*Exercise instructions*.
Give back all the data below exactly as it is shown.

*Records provided*.
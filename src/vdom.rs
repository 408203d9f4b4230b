//! Virtual node model.
//!
//! A virtual tree is the immutable description of desired UI output produced
//! by a component's render step. Every draw produces a fresh tree; the
//! renderer compares consecutive trees and mutates the concrete tree to
//! match (see [`crate::renderer::diff`]).
//!
//! # Example
//!
//! ```
//! use lumen_ui::vdom::{VElement, VNode};
//!
//! let tree: VNode = VElement::new("div")
//!     .attr("class", "container")
//!     .child(VElement::new("h1").child("Hello"))
//!     .child(42)
//!     .into();
//! ```

use indexmap::IndexMap;
use std::fmt;
use std::rc::Rc;

use crate::types::{Callback, NodeId, Value};

/// Attribute keys with this prefix carry event bindings; the listener kind
/// is the remainder of the key (`event_click` installs a `click` listener).
pub const EVENT_PREFIX: &str = "event_";

/// Attribute key carrying the reference callback, invoked with the
/// materialized node's id.
pub const REF_KEY: &str = "refElement";

// =============================================================================
// Reference Callbacks
// =============================================================================

/// Callback invoked with the concrete node materialized for an element.
///
/// Like [`Callback`], compares by allocation identity.
#[derive(Clone)]
pub struct RefCallback(Rc<dyn Fn(NodeId)>);

impl RefCallback {
    /// Wrap a closure as a shared reference callback.
    pub fn new(f: impl Fn(NodeId) + 'static) -> Self {
        Self(Rc::new(f))
    }

    /// Invoke the callback with the materialized node.
    pub fn call(&self, node: NodeId) {
        (self.0)(node);
    }
}

impl PartialEq for RefCallback {
    fn eq(&self, other: &Self) -> bool {
        Rc::ptr_eq(&self.0, &other.0)
    }
}

impl fmt::Debug for RefCallback {
    fn fmt(&self, f: &mut fmt::Formatter<'_>) -> fmt::Result {
        f.write_str("RefCallback")
    }
}

// =============================================================================
// Attributes
// =============================================================================

/// Attribute payload, dispatched by variant rather than by inspecting the
/// value's shape at patch time.
///
/// `Plain` values compare by value; `Event` and `Ref` compare by callback
/// identity, so a listener created fresh on every render counts as changed.
#[derive(Debug, Clone, PartialEq)]
pub enum AttrValue {
    /// Generic attribute, applied through the backend's attribute setter in
    /// its [`Value`] display form.
    Plain(Value),
    /// Event binding; the listener kind comes from the attribute key.
    Event(Callback),
    /// Reference callback (key [`REF_KEY`]).
    Ref(RefCallback),
}

/// Listener kind encoded in an event attribute key.
///
/// Keys without the prefix fall back to the whole key.
pub fn listener_kind(key: &str) -> &str {
    key.strip_prefix(EVENT_PREFIX).unwrap_or(key)
}

// =============================================================================
// Virtual Nodes
// =============================================================================

/// A node in a virtual tree: an element or a text leaf.
///
/// Text leaves carry scalar [`Value`]s (string, number, boolean) and render
/// as concrete text nodes.
#[derive(Debug, Clone, PartialEq)]
pub enum VNode {
    Element(VElement),
    Text(Value),
}

impl VNode {
    /// Construct an element node from its three fields.
    ///
    /// No validation is performed on the tag or attribute keys; malformed
    /// values surface as failures in the render/patch step.
    pub fn element(
        tag: impl Into<String>,
        attrs: IndexMap<String, AttrValue>,
        children: Vec<VNode>,
    ) -> Self {
        Self::Element(VElement {
            tag: tag.into(),
            attrs,
            children,
        })
    }

    /// Construct a text leaf.
    pub fn text(value: impl Into<Value>) -> Self {
        Self::Text(value.into())
    }

    /// The element payload, if this is an element.
    pub fn as_element(&self) -> Option<&VElement> {
        match self {
            Self::Element(el) => Some(el),
            Self::Text(_) => None,
        }
    }

    /// Whether this node is a text leaf.
    pub fn is_text(&self) -> bool {
        matches!(self, Self::Text(_))
    }
}

impl From<VElement> for VNode {
    fn from(el: VElement) -> Self {
        Self::Element(el)
    }
}

impl From<Value> for VNode {
    fn from(value: Value) -> Self {
        Self::Text(value)
    }
}

impl From<&str> for VNode {
    fn from(s: &str) -> Self {
        Self::Text(s.into())
    }
}

impl From<String> for VNode {
    fn from(s: String) -> Self {
        Self::Text(s.into())
    }
}

impl From<i32> for VNode {
    fn from(i: i32) -> Self {
        Self::Text(i.into())
    }
}

impl From<i64> for VNode {
    fn from(i: i64) -> Self {
        Self::Text(i.into())
    }
}

impl From<f64> for VNode {
    fn from(x: f64) -> Self {
        Self::Text(x.into())
    }
}

impl From<bool> for VNode {
    fn from(b: bool) -> Self {
        Self::Text(b.into())
    }
}

/// An element: a tag, an ordered attribute map, and ordered children.
#[derive(Debug, Clone, PartialEq)]
pub struct VElement {
    pub tag: String,
    pub attrs: IndexMap<String, AttrValue>,
    pub children: Vec<VNode>,
}

impl VElement {
    /// Start building an element with the given tag.
    pub fn new(tag: impl Into<String>) -> Self {
        Self {
            tag: tag.into(),
            attrs: IndexMap::new(),
            children: Vec::new(),
        }
    }

    /// Set a plain attribute.
    pub fn attr(mut self, key: impl Into<String>, value: impl Into<Value>) -> Self {
        self.attrs
            .insert(key.into(), AttrValue::Plain(value.into()));
        self
    }

    /// Install an event binding under the `event_<kind>` key.
    pub fn on(mut self, kind: &str, callback: Callback) -> Self {
        self.attrs
            .insert(format!("{EVENT_PREFIX}{kind}"), AttrValue::Event(callback));
        self
    }

    /// Install the reference callback under the [`REF_KEY`] key.
    pub fn node_ref(mut self, callback: RefCallback) -> Self {
        self.attrs
            .insert(REF_KEY.to_owned(), AttrValue::Ref(callback));
        self
    }

    /// Append a child node.
    pub fn child(mut self, child: impl Into<VNode>) -> Self {
        self.children.push(child.into());
        self
    }

    /// Append every child in order.
    pub fn children(mut self, children: impl IntoIterator<Item = VNode>) -> Self {
        self.children.extend(children);
        self
    }
}

// =============================================================================
// Tests
// =============================================================================

#[cfg(test)]
mod tests {
    use super::*;

    #[test]
    fn test_builder_produces_conventional_keys() {
        let el = VElement::new("button")
            .attr("class", "primary")
            .on("click", Callback::new(|_| {}))
            .node_ref(RefCallback::new(|_| {}));

        let keys: Vec<&str> = el.attrs.keys().map(String::as_str).collect();
        assert_eq!(keys, ["class", "event_click", "refElement"]);
        assert_eq!(listener_kind("event_click"), "click");
        assert_eq!(listener_kind("click"), "click");
    }

    #[test]
    fn test_primitive_children_become_text_leaves() {
        let el = VElement::new("div").child("label").child(7).child(false);
        assert!(el.children.iter().all(VNode::is_text));
        assert_eq!(el.children[1], VNode::Text(Value::Int(7)));
    }

    #[test]
    fn test_attr_equality_semantics() {
        let cb = Callback::new(|_| {});
        assert_eq!(
            AttrValue::Event(cb.clone()),
            AttrValue::Event(cb.clone())
        );
        assert_ne!(
            AttrValue::Event(cb),
            AttrValue::Event(Callback::new(|_| {}))
        );
        assert_eq!(
            AttrValue::Plain(Value::Int(1)),
            AttrValue::Plain(Value::Int(1))
        );
    }

    #[test]
    fn test_element_constructor_matches_builder() {
        let mut attrs = IndexMap::new();
        attrs.insert("class".to_owned(), AttrValue::Plain(Value::from("x")));
        let direct = VNode::element("div", attrs, vec![VNode::text("hi")]);
        let built: VNode = VElement::new("div").attr("class", "x").child("hi").into();
        assert_eq!(direct, built);
    }
}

*Solution to the problem*.
filename src/vdom.rs
repository 408203d9f4b4230b
//! Virtual node model.
//!
//! A virtual tree is the immutable description of desired UI output produced
//! by a component's render step. Every draw produces a fresh tree; the
//! renderer compares consecutive trees and mutates the concrete tree to
//! match (see [`crate::renderer::diff`]).
//!
//! # Example
//!
//! ```
//! use lumen_ui::vdom::{VElement, VNode};
//!
//! let tree: VNode = VElement::new("div")
//!     .attr("class", "container")
//!     .child(VElement::new("h1").child("Hello"))
//!     .child(42)
//!     .into();
//! ```

use indexmap::IndexMap;
use std::fmt;
use std::rc::Rc;

use crate::types::{Callback, NodeId, Value};

/// Attribute keys with this prefix carry event bindings; the listener kind
/// is the remainder of the key (`event_click` installs a `click` listener).
pub const EVENT_PREFIX: &str = "event_";

/// Attribute key carrying the reference callback, invoked with the
/// materialized node's id.
pub const REF_KEY: &str = "refElement";

// =============================================================================
// Reference Callbacks
// =============================================================================

/// Callback invoked with the concrete node materialized for an element.
///
/// Like [`Callback`], compares by allocation identity.
#[derive(Clone)]
pub struct RefCallback(Rc<dyn Fn(NodeId)>);

impl RefCallback {
    /// Wrap a closure as a shared reference callback.
    pub fn new(f: impl Fn(NodeId) + 'static) -> Self {
        Self(Rc::new(f))
    }

    /// Invoke the callback with the materialized node.
    pub fn call(&self, node: NodeId) {
        (self.0)(node);
    }
}

impl PartialEq for RefCallback {
    fn eq(&self, other: &Self) -> bool {
        Rc::ptr_eq(&self.0, &other.0)
    }
}

impl fmt::Debug for RefCallback {
    fn fmt(&self, f: &mut fmt::Formatter<'_>) -> fmt::Result {
        f.write_str("RefCallback")
    }
}

// =============================================================================
// Attributes
// =============================================================================

/// Attribute payload, dispatched by variant rather than by inspecting the
/// value's shape at patch time.
///
/// `Plain` values compare by value; `Event` and `Ref` compare by callback
/// identity, so a listener created fresh on every render counts as changed.
#[derive(Debug, Clone, PartialEq)]
pub enum AttrValue {
    /// Generic attribute, applied through the backend's attribute setter in
    /// its [`Value`] display form.
    Plain(Value),
    /// Event binding; the listener kind comes from the attribute key.
    Event(Callback),
    /// Reference callback (key [`REF_KEY`]).
    Ref(RefCallback),
}

/// Listener kind encoded in an event attribute key.
///
/// Keys without the prefix fall back to the whole key.
pub fn listener_kind(key: &str) -> &str {
    key.strip_prefix(EVENT_PREFIX).unwrap_or(key)
}

// =============================================================================
// Virtual Nodes
// =============================================================================

/// A node in a virtual tree: an element or a text leaf.
///
/// Text leaves carry scalar [`Value`]s (string, number, boolean) and render
/// as concrete text nodes.
#[derive(Debug, Clone, PartialEq)]
pub enum VNode {
    Element(VElement),
    Text(Value),
}

impl VNode {
    /// Construct an element node from its three fields.
    ///
    /// No validation is performed on the tag or attribute keys; malformed
    /// values surface as failures in the render/patch step.
    pub fn element(
        tag: impl Into<String>,
        attrs: IndexMap<String, AttrValue>,
        children: Vec<VNode>,
    ) -> Self {
        Self::Element(VElement {
            tag: tag.into(),
            attrs,
            children,
        })
    }

    /// Construct a text leaf.
    pub fn text(value: impl Into<Value>) -> Self {
        Self::Text(value.into())
    }

    /// The element payload, if this is an element.
    pub fn as_element(&self) -> Option<&VElement> {
        match self {
            Self::Element(el) => Some(el),
            Self::Text(_) => None,
        }
    }

    /// Whether this node is a text leaf.
    pub fn is_text(&self) -> bool {
        matches!(self, Self::Text(_))
    }
}

impl From<VElement> for VNode {
    fn from(el: VElement) -> Self {
        Self::Element(el)
    }
}

impl From<Value> for VNode {
    fn from(value: Value) -> Self {
        Self::Text(value)
    }
}

impl From<&str> for VNode {
    fn from(s: &str) -> Self {
        Self::Text(s.into())
    }
}

impl From<String> for VNode {
    fn from(s: String) -> Self {
        Self::Text(s.into())
    }
}

impl From<i32> for VNode {
    fn from(i: i32) -> Self {
        Self::Text(i.into())
    }
}

impl From<i64> for VNode {
    fn from(i: i64) -> Self {
        Self::Text(i.into())
    }
}

impl From<f64> for VNode {
    fn from(x: f64) -> Self {
        Self::Text(x.into())
    }
}

impl From<bool> for VNode {
    fn from(b: bool) -> Self {
        Self::Text(b.into())
    }
}

/// An element: a tag, an ordered attribute map, and ordered children.
#[derive(Debug, Clone, PartialEq)]
pub struct VElement {
    pub tag: String,
    pub attrs: IndexMap<String, AttrValue>,
    pub children: Vec<VNode>,
}

impl VElement {
    /// Start building an element with the given tag.
    pub fn new(tag: impl Into<String>) -> Self {
        Self {
            tag: tag.into(),
            attrs: IndexMap::new(),
            children: Vec::new(),
        }
    }

    /// Set a plain attribute.
    pub fn attr(mut self, key: impl Into<String>, value: impl Into<Value>) -> Self {
        self.attrs
            .insert(key.into(), AttrValue::Plain(value.into()));
        self
    }

    /// Install an event binding under the `event_<kind>` key.
    pub fn on(mut self, kind: &str, callback: Callback) -> Self {
        self.attrs
            .insert(format!("{EVENT_PREFIX}{kind}"), AttrValue::Event(callback));
        self
    }

    /// Install the reference callback under the [`REF_KEY`] key.
    pub fn node_ref(mut self, callback: RefCallback) -> Self {
        self.attrs
            .insert(REF_KEY.to_owned(), AttrValue::Ref(callback));
        self
    }

    /// Append a child node.
    pub fn child(mut self, child: impl Into<VNode>) -> Self {
        self.children.push(child.into());
        self
    }

    /// Append every child in order.
    pub fn children(mut self, children: impl IntoIterator<Item = VNode>) -> Self {
        self.children.extend(children);
        self
    }
}

// =============================================================================
// Tests
// =============================================================================

#[cfg(test)]
mod tests {
    use super::*;

    #[test]
    fn test_builder_produces_conventional_keys() {
        let el = VElement::new("button")
            .attr("class", "primary")
            .on("click", Callback::new(|_| {}))
            .node_ref(RefCallback::new(|_| {}));

        let keys: Vec<&str> = el.attrs.keys().map(String::as_str).collect();
        assert_eq!(keys, ["class", "event_click", "refElement"]);
        assert_eq!(listener_kind("event_click"), "click");
        assert_eq!(listener_kind("click"), "click");
    }

    #[test]
    fn test_primitive_children_become_text_leaves() {
        let el = VElement::new("div").child("label").child(7).child(false);
        assert!(el.children.iter().all(VNode::is_text));
        assert_eq!(el.children[1], VNode::Text(Value::Int(7)));
    }

    #[test]
    fn test_attr_equality_semantics() {
        let cb = Callback::new(|_| {});
        assert_eq!(
            AttrValue::Event(cb.clone()),
            AttrValue::Event(cb.clone())
        );
        assert_ne!(
            AttrValue::Event(cb),
            AttrValue::Event(Callback::new(|_| {}))
        );
        assert_eq!(
            AttrValue::Plain(Value::Int(1)),
            AttrValue::Plain(Value::Int(1))
        );
    }

    #[test]
    fn test_element_constructor_matches_builder() {
        let mut attrs = IndexMap::new();
        attrs.insert("class".to_owned(), AttrValue::Plain(Value::from("x")));
        let direct = VNode::element("div", attrs, vec![VNode::text("hi")]);
        let built: VNode = VElement::new("div").attr("class", "x").child("hi").into();
        assert_eq!(direct, built);
    }
}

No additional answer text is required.